Divide using synthetic division $$ ( 8x^{3}+12x^{2}+4x+1 ) \div ( x ) $$
Answer
The synthetic division table is:
$$ \begin{array}{c|rrrr}0&8&12&4&1\\& & 0& 0& \color{black}{0} \\ \hline &\color{blue}{8}&\color{blue}{12}&\color{blue}{4}&\color{orangered}{1} \end{array} $$The solution is:
$$ \frac{ 8x^{3}+12x^{2}+4x+1 }{ x } = \color{blue}{8x^{2}+12x+4} ~+~ \frac{ \color{red}{ 1 } }{ x } $$Explanation
Step 1 : Write down the coefficients of the dividend into division table.Put the zero at the left.
$$ \begin{array}{c|rrrr}\color{blue}{0}&8&12&4&1\\& & & & \\ \hline &&&& \end{array} $$Step 1 : Bring down the leading coefficient to the bottom row.
$$ \begin{array}{c|rrrr}0&\color{orangered}{ 8 }&12&4&1\\& & & & \\ \hline &\color{orangered}{8}&&& \end{array} $$Step 2 : Multiply by the number on the left, and carry the result into the next column: $ \color{blue}{ 0 } \cdot \color{blue}{ 8 } = \color{blue}{ 0 } $.
$$ \begin{array}{c|rrrr}\color{blue}{0}&8&12&4&1\\& & \color{blue}{0} & & \\ \hline &\color{blue}{8}&&& \end{array} $$Step 3 : Add down last column: $ \color{orangered}{ 12 } + \color{orangered}{ 0 } = \color{orangered}{ 12 } $
$$ \begin{array}{c|rrrr}0&8&\color{orangered}{ 12 }&4&1\\& & \color{orangered}{0} & & \\ \hline &8&\color{orangered}{12}&& \end{array} $$Step 4 : Multiply by the number on the left, and carry the result into the next column: $ \color{blue}{ 0 } \cdot \color{blue}{ 12 } = \color{blue}{ 0 } $.
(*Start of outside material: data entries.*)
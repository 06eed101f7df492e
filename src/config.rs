use serde::Deserialize;
use uuid::Uuid;

/// Fallback booking link used when a qualified lead's workspace has none.
pub const DEFAULT_BOOKING_URL: &str = "https://calendly.com/yourname/demo-call";
/// Last-resort recipient for admin notifications.
pub const DEFAULT_ADMIN_EMAIL: &str = "admin@flowmeet.com";
pub const DEFAULT_EMAIL_FROM: &str = "FlowMeet <noreply@flowmeet.com>";
pub const DEFAULT_RESEND_BASE_URL: &str = "https://api.resend.com";

#[derive(Debug, Clone, Deserialize)]
pub struct Config {
    pub database_url: String,
    pub port: u16,
    pub run_migrations: bool,
    pub admin_email: Option<String>,
    pub founder_workspace_id: Option<Uuid>,
    pub ingest_secret: Option<String>,
    pub default_booking_url: String,
    pub resend_api_key: Option<String>,
    pub resend_base_url: String,
    pub email_from: String,
    pub mail_timeout_secs: u64,
    pub mail_max_attempts: u32,
    /// Wall-clock cap on one email including retries.
    pub mail_send_budget_secs: u64,
    pub enrichment_base_url: Option<String>,
    pub enrichment_timeout_secs: u64,
    pub high_revenue_threshold: f64,
    pub rate_limit_per_second: u64,
    pub rate_limit_burst: u32,
}

impl Config {
    pub fn from_env() -> anyhow::Result<Self> {
        dotenvy::dotenv().ok();

        let config = Self {
            database_url: std::env::var("DATABASE_URL")
                .or_else(|_| std::env::var("DB_URL"))
                .map_err(|_| {
                    anyhow::anyhow!("DATABASE_URL or DB_URL environment variable required")
                })
                .and_then(|url| {
                    if url.trim().is_empty() {
                        anyhow::bail!("DATABASE_URL cannot be empty");
                    }
                    if !url.starts_with("postgresql://") && !url.starts_with("postgres://") {
                        anyhow::bail!("DATABASE_URL must start with postgresql:// or postgres://");
                    }
                    Ok(url)
                })?,
            port: std::env::var("PORT")
                .unwrap_or_else(|_| "3000".to_string())
                .parse()
                .map_err(|_| anyhow::anyhow!("PORT must be a valid number between 1-65535"))?,
            run_migrations: std::env::var("RUN_MIGRATIONS")
                .map(|v| !matches!(v.trim().to_ascii_lowercase().as_str(), "0" | "false" | "no"))
                .unwrap_or(true),
            admin_email: optional_var("ADMIN_EMAIL"),
            founder_workspace_id: optional_var("FOUNDER_WORKSPACE_ID")
                .map(|id| {
                    Uuid::parse_str(&id)
                        .map_err(|_| anyhow::anyhow!("FOUNDER_WORKSPACE_ID must be a UUID"))
                })
                .transpose()?,
            ingest_secret: optional_var("FLOWMEET_INGEST_SECRET"),
            default_booking_url: optional_var("DEFAULT_BOOKING_URL")
                .map(|url| {
                    if !url.starts_with("http://") && !url.starts_with("https://") {
                        anyhow::bail!("DEFAULT_BOOKING_URL must start with http:// or https://");
                    }
                    Ok(url)
                })
                .transpose()?
                .unwrap_or_else(|| DEFAULT_BOOKING_URL.to_string()),
            resend_api_key: optional_var("RESEND_API_KEY"),
            resend_base_url: optional_var("RESEND_BASE_URL")
                .map(|url| {
                    if !url.starts_with("http://") && !url.starts_with("https://") {
                        anyhow::bail!("RESEND_BASE_URL must start with http:// or https://");
                    }
                    Ok(url)
                })
                .transpose()?
                .unwrap_or_else(|| DEFAULT_RESEND_BASE_URL.to_string()),
            email_from: optional_var("EMAIL_FROM").unwrap_or_else(|| DEFAULT_EMAIL_FROM.to_string()),
            mail_timeout_secs: parse_var("MAIL_TIMEOUT_SECS", 5)?,
            mail_max_attempts: parse_var("MAIL_MAX_ATTEMPTS", 3)?.max(1),
            mail_send_budget_secs: parse_var("MAIL_SEND_BUDGET_SECS", 8)?.max(1),
            enrichment_base_url: optional_var("ENRICHMENT_BASE_URL")
                .map(|url| {
                    if !url.starts_with("http://") && !url.starts_with("https://") {
                        anyhow::bail!("ENRICHMENT_BASE_URL must start with http:// or https://");
                    }
                    Ok(url)
                })
                .transpose()?,
            enrichment_timeout_secs: parse_var("ENRICHMENT_TIMEOUT_SECS", 5)?,
            high_revenue_threshold: parse_var("HIGH_REVENUE_THRESHOLD", 10_000_000.0)?,
            rate_limit_per_second: parse_var("RATE_LIMIT_PER_SECOND", 10)?,
            rate_limit_burst: parse_var("RATE_LIMIT_BURST", 20)?,
        };

        // Log successful configuration load (without sensitive values)
        tracing::info!("Configuration loaded successfully");
        tracing::debug!(
            "Database URL: {}...",
            config.database_url.chars().take(20).collect::<String>()
        );
        tracing::debug!("Server Port: {}", config.port);
        if config.ingest_secret.is_none() {
            tracing::warn!("FLOWMEET_INGEST_SECRET not set - /ingest will reject every request");
        }
        if config.resend_api_key.is_none() {
            tracing::warn!("RESEND_API_KEY not set - email delivery disabled");
        }
        if let Some(ref founder) = config.founder_workspace_id {
            tracing::info!("Founder workspace configured: {}", founder);
        }
        if let Some(ref enrichment) = config.enrichment_base_url {
            tracing::info!("Enrichment provider configured: {}", enrichment);
        }

        Ok(config)
    }

    /// Configuration suitable for tests and local runs against the in-memory store.
    pub fn for_tests() -> Self {
        Self {
            database_url: "postgres://localhost/flowmeet_test".to_string(),
            port: 0,
            run_migrations: false,
            admin_email: None,
            founder_workspace_id: None,
            ingest_secret: None,
            default_booking_url: DEFAULT_BOOKING_URL.to_string(),
            resend_api_key: None,
            resend_base_url: DEFAULT_RESEND_BASE_URL.to_string(),
            email_from: DEFAULT_EMAIL_FROM.to_string(),
            mail_timeout_secs: 2,
            mail_max_attempts: 1,
            mail_send_budget_secs: 5,
            enrichment_base_url: None,
            enrichment_timeout_secs: 2,
            high_revenue_threshold: 10_000_000.0,
            rate_limit_per_second: 0,
            rate_limit_burst: 0,
        }
    }
}

fn optional_var(name: &str) -> Option<String> {
    std::env::var(name).ok().filter(|s| !s.trim().is_empty())
}

fn parse_var<T: std::str::FromStr>(name: &str, default: T) -> anyhow::Result<T> {
    match optional_var(name) {
        Some(raw) => raw
            .trim()
            .parse()
            .map_err(|_| anyhow::anyhow!("{} has an invalid value: {}", name, raw)),
        None => Ok(default),
    }
}

#[cfg(test)]
mod tests {
    use super::*;

    #[test]
    fn parse_var_uses_default_when_unset() {
        let value: u64 = parse_var("FLOWMEET_TEST_UNSET_VAR", 42).unwrap();
        assert_eq!(value, 42);
    }

    #[test]
    fn parse_var_reads_and_validates() {
        std::env::set_var("FLOWMEET_TEST_MAIL_ATTEMPTS", " 5 ");
        let value: u32 = parse_var("FLOWMEET_TEST_MAIL_ATTEMPTS", 3).unwrap();
        assert_eq!(value, 5);

        std::env::set_var("FLOWMEET_TEST_BAD_NUMBER", "lots");
        let result: anyhow::Result<u32> = parse_var("FLOWMEET_TEST_BAD_NUMBER", 3);
        assert!(result.is_err());
    }

    #[test]
    fn blank_optional_vars_are_absent() {
        std::env::set_var("FLOWMEET_TEST_BLANK", "   ");
        assert_eq!(optional_var("FLOWMEET_TEST_BLANK"), None);
    }

    #[test]
    fn test_config_disables_outbound_and_rate_limits() {
        let config = Config::for_tests();
        assert!(config.ingest_secret.is_none());
        assert!(config.resend_api_key.is_none());
        assert_eq!(config.rate_limit_per_second, 0);
        assert_eq!(config.default_booking_url, DEFAULT_BOOKING_URL);
    }
}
$$ \begin{array}{c|rrrr}\color{blue}{0}&8&12&4&1\\& & 0& \color{blue}{0} & \\ \hline &8&\color{blue}{12}&& \end{array} $$Step 5 : Add down last column: $ \color{orangered}{ 4 } + \color{orangered}{ 0 } = \color{orangered}{ 4 } $
$$ \begin{array}{c|rrrr}0&8&12&\color{orangered}{ 4 }&1\\& & 0& \color{orangered}{0} & \\ \hline &8&12&\color{orangered}{4}& \end{array} $$Step 6 : Multiply by the number on the left, and carry the result into the next column: $ \color{blue}{ 0 } \cdot \color{blue}{ 4 } = \color{blue}{ 0 } $.
$$ \begin{array}{c|rrrr}\color{blue}{0}&8&12&4&1\\& & 0& 0& \color{blue}{0} \\ \hline &8&12&\color{blue}{4}& \end{array} $$Step 7 : Add down last column: $ \color{orangered}{ 1 } + \color{orangered}{ 0 } = \color{orangered}{ 1 } $
$$ \begin{array}{c|rrrr}0&8&12&4&\color{orangered}{ 1 }\\& & 0& 0& \color{orangered}{0} \\ \hline &\color{blue}{8}&\color{blue}{12}&\color{blue}{4}&\color{orangered}{1} \end{array} $$Bottom line represents the quotient $ \color{blue}{ 8x^{2}+12x+4 } $ with a remainder of $ \color{red}{ 1 } $.